Допили молча, со смаком. Каждый со своим. Я был удобрен лаской Архипыча, и замусолил ложку, как будто с неё текла она мёдом. Я был услаждён. И торбошить его зарёкся. Образ мухи гадливо отвращал во мне меня от собственной гадости. Мухой с Архипычем я быть не хотел.
- Бабка говорит: воды забыла. Ишь ты, песней говорит: «Седой, иди ко мне с водой, да душой своей умой!».
- Что, Ольгуша пришла? - обрадовался я.
- Не пришла, а песней в поле зовёт.
- Я не слышу.
- А ты и не услышишь. Не тебе поёт. Иду тебя поить, Ольгуша. И хлебца несу с маком. – Ох и ласково сказал дед.
Мурует что ли меня, Лёху? Путает, лукавит, иль с ума Архипыч сходит, с тропы своей заповедной?
- Ты, Лёх, найди себе дело по любви, хошь на реку съёрзай с удочкой, хоть в сено вались, обмякни. Я с Ольгушей поколгочусь, жар морит, дочистим огород и будем обед править.

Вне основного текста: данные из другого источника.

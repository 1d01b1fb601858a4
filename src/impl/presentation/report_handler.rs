use std::{str::FromStr as _, sync::Arc};

use chrono::NaiveDate;
use fractic_server_error::ServerError;
use tracing::{debug, info};

use crate::{
    data::models::query_period_model::{DayArgumentModel, MonthArgumentModel},
    entities::{ChatId, QueryPeriod, ReportSink},
    presentation::{
        summary_fmt::{format_summary, period_label},
        utils::deliver,
    },
    usecases::SummarizePaymentsUsecase,
};

pub(crate) const DAILY_USAGE: &str = "Usage: /summary [YYYY-MM-DD]";
pub(crate) const MONTHLY_USAGE: &str = "Usage: /month [YYYY-MM]";

#[derive(Debug, Clone, PartialEq, Eq)]
pub(crate) enum ReportOutcome {
    /// Report text that was handed to the summary sink.
    Published(String),
    /// The argument was malformed; nothing was queried.
    Usage(&'static str),
}

/// Computes summaries and publishes them to the summary chat.
pub(crate) struct ReportHandler {
    summary_chat_id: ChatId,
    summarize_usecase: Arc<dyn SummarizePaymentsUsecase>,
    sink: Arc<dyn ReportSink>,
}

impl ReportHandler {
    pub(crate) fn new(
        summary_chat_id: ChatId,
        summarize_usecase: Arc<dyn SummarizePaymentsUsecase>,
        sink: Arc<dyn ReportSink>,
    ) -> Self {
        Self {
            summary_chat_id,
            summarize_usecase,
            sink,
        }
    }

    pub(crate) async fn publish(&self, period: &QueryPeriod) -> Result<String, ServerError> {
        let summary = self.summarize_usecase.summarize(period).await?;
        let text = format_summary(&period_label(period), &summary);
        info!(
            period = ?period,
            transactions = summary.transaction_count(),
            "publishing payment summary"
        );
        deliver(self.sink.as_ref(), self.summary_chat_id, &text).await;
        Ok(text)
    }

    /// Day report for `arg` (`YYYY-MM-DD`), or for `today` without argument.
    pub(crate) async fn daily(
        &self,
        arg: Option<&str>,
        today: NaiveDate,
    ) -> Result<ReportOutcome, ServerError> {
        let period: QueryPeriod = match arg {
            None => QueryPeriod::Day(today),
            Some(arg) => match DayArgumentModel::from_str(arg) {
                Ok(day) => day.into(),
                Err(e) => {
                    debug!(error = ?e, "malformed day argument");
                    return Ok(ReportOutcome::Usage(DAILY_USAGE));
                }
            },
        };
        self.publish(&period).await.map(ReportOutcome::Published)
    }

    /// Month report for `arg` (`YYYY-MM`), or for the month of `today`.
    pub(crate) async fn monthly(
        &self,
        arg: Option<&str>,
        today: NaiveDate,
    ) -> Result<ReportOutcome, ServerError> {
        let period: QueryPeriod = match arg {
            None => QueryPeriod::month_of(today),
            Some(arg) => match MonthArgumentModel::from_str(arg) {
                Ok(month) => month.into(),
                Err(e) => {
                    debug!(error = ?e, "malformed month argument");
                    return Ok(ReportOutcome::Usage(MONTHLY_USAGE));
                }
            },
        };
        self.publish(&period).await.map(ReportOutcome::Published)
    }
}

#[cfg(test)]
mod tests {
    use chrono::NaiveDateTime;
    use iso_currency::Currency;

    use super::*;
    use crate::{
        data::repositories::payments_repository_impl::PaymentsRepositoryImpl,
        domain::{
            repositories::payments_repository::PaymentsRepository,
            usecases::summarize_payments_usecase::SummarizePaymentsUsecaseImpl,
        },
        entities::{MessageId, NewPaymentRecord, ParsedPayment},
        ext::standard_sinks::RecordingSink,
    };

    const SUMMARY_CHAT: ChatId = ChatId(-500);

    fn handler(sink: Arc<RecordingSink>) -> (Arc<PaymentsRepositoryImpl>, ReportHandler) {
        let repo = Arc::new(PaymentsRepositoryImpl::open_in_memory().unwrap());
        let usecase = SummarizePaymentsUsecaseImpl::new(repo.clone());
        (repo, ReportHandler::new(SUMMARY_CHAT, Arc::new(usecase), sink))
    }

    fn store(repo: &PaymentsRepositoryImpl, amount: f64, currency: Currency, paid_at: &str) {
        repo.append(NewPaymentRecord {
            source_chat_id: ChatId(-100),
            source_message_id: MessageId(1),
            payment: ParsedPayment {
                amount,
                currency,
                paid_at: NaiveDateTime::parse_from_str(paid_at, "%Y-%m-%d %H:%M").unwrap(),
            },
            raw_text: String::new(),
        })
        .unwrap();
    }

    fn today() -> NaiveDate {
        NaiveDate::from_ymd_opt(2025, 12, 11).unwrap()
    }

    #[tokio::test]
    async fn daily_defaults_to_today() {
        let sink = Arc::new(RecordingSink::new());
        let (repo, handler) = handler(sink.clone());
        store(&repo, 26.0, Currency::USD, "2025-12-11 15:46");
        store(&repo, 801000.0, Currency::KHR, "2025-12-11 15:03");
        store(&repo, 5.0, Currency::USD, "2025-12-10 09:00");

        let outcome = handler.daily(None, today()).await.unwrap();
        let expected = "Daily summary for 2025-12-11\nKHR: 801,000.00 (1 transaction)\nUSD: 26.00 (1 transaction)";
        assert_eq!(outcome, ReportOutcome::Published(expected.to_string()));
        assert_eq!(sink.sent_to(SUMMARY_CHAT), vec![expected.to_string()]);
    }

    #[tokio::test]
    async fn monthly_with_argument_covers_whole_month() {
        let sink = Arc::new(RecordingSink::new());
        let (repo, handler) = handler(sink.clone());
        store(&repo, 10.0, Currency::USD, "2025-11-01 00:00");
        store(&repo, 20.0, Currency::USD, "2025-11-30 23:59");
        store(&repo, 99.0, Currency::USD, "2025-12-01 00:00");

        let outcome = handler.monthly(Some("2025-11"), today()).await.unwrap();
        assert_eq!(
            outcome,
            ReportOutcome::Published(
                "Monthly summary for 2025-11\nUSD: 30.00 (2 transactions)".to_string()
            )
        );
    }

    #[tokio::test]
    async fn empty_month_reports_no_payments() {
        let sink = Arc::new(RecordingSink::new());
        let (_repo, handler) = handler(sink.clone());
        handler.monthly(None, today()).await.unwrap();
        assert_eq!(
            sink.sent_to(SUMMARY_CHAT),
            vec!["Monthly summary for 2025-12\nNo payments recorded.".to_string()]
        );
    }

    #[tokio::test]
    async fn malformed_argument_returns_usage_without_publishing() {
        let sink = Arc::new(RecordingSink::new());
        let (_repo, handler) = handler(sink.clone());
        assert_eq!(
            handler.daily(Some("11/12/2025"), today()).await.unwrap(),
            ReportOutcome::Usage(DAILY_USAGE)
        );
        assert_eq!(
            handler.monthly(Some("2025-13"), today()).await.unwrap(),
            ReportOutcome::Usage(MONTHLY_USAGE)
        );
        assert!(sink.sent().is_empty());
    }

    #[tokio::test]
    async fn delivery_failure_is_swallowed() {
        let sink = Arc::new(RecordingSink::failing());
        let (repo, handler) = handler(sink.clone());
        store(&repo, 26.0, Currency::USD, "2025-12-11 15:46");
        let outcome = handler.daily(None, today()).await.unwrap();
        assert!(matches!(outcome, ReportOutcome::Published(_)));
        assert!(sink.sent().is_empty());
    }
}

- Да вон на печи пахнет. Покрыто.
- Унюхал – ешь. Значит обед твой поспел, хоть и наш он, простоват. А мы потом тебе ещё один справим, гостевой. – И он вышел.
Стареет Архипыч! Вянут каменные жилы! Вон какой мягкий стал, меня пестует, Ольгушу мерещит. А балует он свою старушку! – Я почти засмеялся гаденько. Но образ мухи… Да завидовал я ему!.. Но, благо, реальный образ реальных мух, образ гадящего любопытства, вился и совал нос повсюду. Я бы их всех перебил, но пусть назидают мне и другим беспрестанно, кто мы и кем можем стать.
. . .
 
Архипыч ушёл, а вместе с ним ушёл порядок вещей и природы. Занялся трусом дождь. Умоется Ольгуша и напьётся раньше, чем Архипыч подоспеет.

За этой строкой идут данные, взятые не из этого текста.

use std::sync::Arc;

use async_trait::async_trait;
use fractic_server_error::ServerError;

use crate::{
    data::repositories::payments_repository_impl::PaymentsRepositoryImpl,
    domain::{logic::aggregator::aggregate, repositories::payments_repository::PaymentsRepository},
    entities::{PaymentSummary, QueryPeriod},
};

#[async_trait]
pub trait SummarizePaymentsUsecase: Send + Sync {
    async fn summarize(&self, period: &QueryPeriod) -> Result<PaymentSummary, ServerError>;
}

pub(crate) struct SummarizePaymentsUsecaseImpl<
    R1 = PaymentsRepositoryImpl, // Default.
> where
    R1: PaymentsRepository,
{
    payments_repository: Arc<R1>,
}

#[async_trait]
impl<R1> SummarizePaymentsUsecase for SummarizePaymentsUsecaseImpl<R1>
where
    R1: PaymentsRepository,
{
    async fn summarize(&self, period: &QueryPeriod) -> Result<PaymentSummary, ServerError> {
        let records = match period {
            QueryPeriod::Day(day) => self.payments_repository.query_by_date(*day)?,
            QueryPeriod::Month { year, month } => {
                self.payments_repository.query_by_month(*year, *month)?
            }
        };
        Ok(aggregate(&records))
    }
}

impl<R1: PaymentsRepository> SummarizePaymentsUsecaseImpl<R1> {
    pub(crate) fn new(payments_repository: Arc<R1>) -> Self {
        SummarizePaymentsUsecaseImpl {
            payments_repository,
        }
    }
}

#[cfg(test)]
mod tests {
    use chrono::{Duration, NaiveDate};
    use iso_currency::Currency;

    use super::*;
    use crate::entities::{
        ChatId, MessageId, NewPaymentRecord, ParsedPayment, PaymentRecord,
    };

    #[tokio::test]
    async fn stored_totals_match_in_memory_aggregation() {
        let repo = Arc::new(PaymentsRepositoryImpl::open_in_memory().unwrap());
        let start = NaiveDate::from_ymd_opt(2025, 12, 1)
            .unwrap()
            .and_hms_opt(8, 0, 0)
            .unwrap();
        let mut stored: Vec<PaymentRecord> = Vec::new();
        for i in 0..40i64 {
            let currency = if i % 3 == 0 { Currency::KHR } else { Currency::USD };
            let amount = if currency == Currency::KHR {
                (i * 1000) as f64
            } else {
                i as f64 + 0.25
            };
            stored.push(
                repo.append(NewPaymentRecord {
                    source_chat_id: ChatId(1),
                    source_message_id: MessageId(i),
                    payment: ParsedPayment {
                        amount,
                        currency,
                        // Spread over the month, several per day.
                        paid_at: start + Duration::hours(17 * i),
                    },
                    raw_text: String::new(),
                })
                .unwrap(),
            );
        }

        let usecase = SummarizePaymentsUsecaseImpl::new(repo);
        let summary = usecase
            .summarize(&QueryPeriod::month(2025, 12).unwrap())
            .await
            .unwrap();
        assert_eq!(summary, aggregate(&stored));
        assert_eq!(summary.transaction_count(), 40);
    }

    #[tokio::test]
    async fn empty_period_gives_empty_summary() {
        let repo = Arc::new(PaymentsRepositoryImpl::open_in_memory().unwrap());
        let summary = SummarizePaymentsUsecaseImpl::new(repo)
            .summarize(&QueryPeriod::Day(NaiveDate::from_ymd_opt(2025, 12, 11).unwrap()))
            .await
            .unwrap();
        assert!(summary.is_empty());
    }
}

И, казалось бы, самая рыбалка по времени по такому дождю, когда рыба млеет от любопытства, что это там булькает наверху? Но я приехал как псак дворовый, без смены вещей. Кто ж едет в дождь? Все едут в оранжевое лето.
. . .
 
 
Лёг я тихонечко в гостевой, на старую, железную, запевшую подо мной кровать, и стал думать Архипыча, и как бы воображать себя им. Но тут приделал ему свою рожу и чуть не обмочил штаны, - нелепая картинка получилась: Лёхо-Архипыч, человек-муха. Страшно пугающая и смешная картинка одновременно, и главное зряшная. Я выругался на себя бесподобно, от души, которой не знал, так, что удивился. Мысли зашкалило. Брюхо ныло. Хотелось жрать несусветно. Но Архипыч отметил (или я отметил у Архипыча?) что «обед наш», «а ты ешь», - и это я понял как испытание и решил ждать гостевой. А ждать-то лучше не ожидая – уже зазёвывая подумал я, и обмяк по-Архипычу, выпал из себя, погружаясь в мякоть летнего, тёплого сна. «Как муха в мёд…» – последнее, что я подумал…
. . .
 
То, что мне приснилось, извини меня мать, - это сплошной акт дефекации. А попросту – моя обычная скандальная жизнь. И был бы я сволочь – я бы насладился. Но я запаниковал. Как оно быстро прибежало сюда, куда я так долго ехал, это ничтожество дней моих человеческих!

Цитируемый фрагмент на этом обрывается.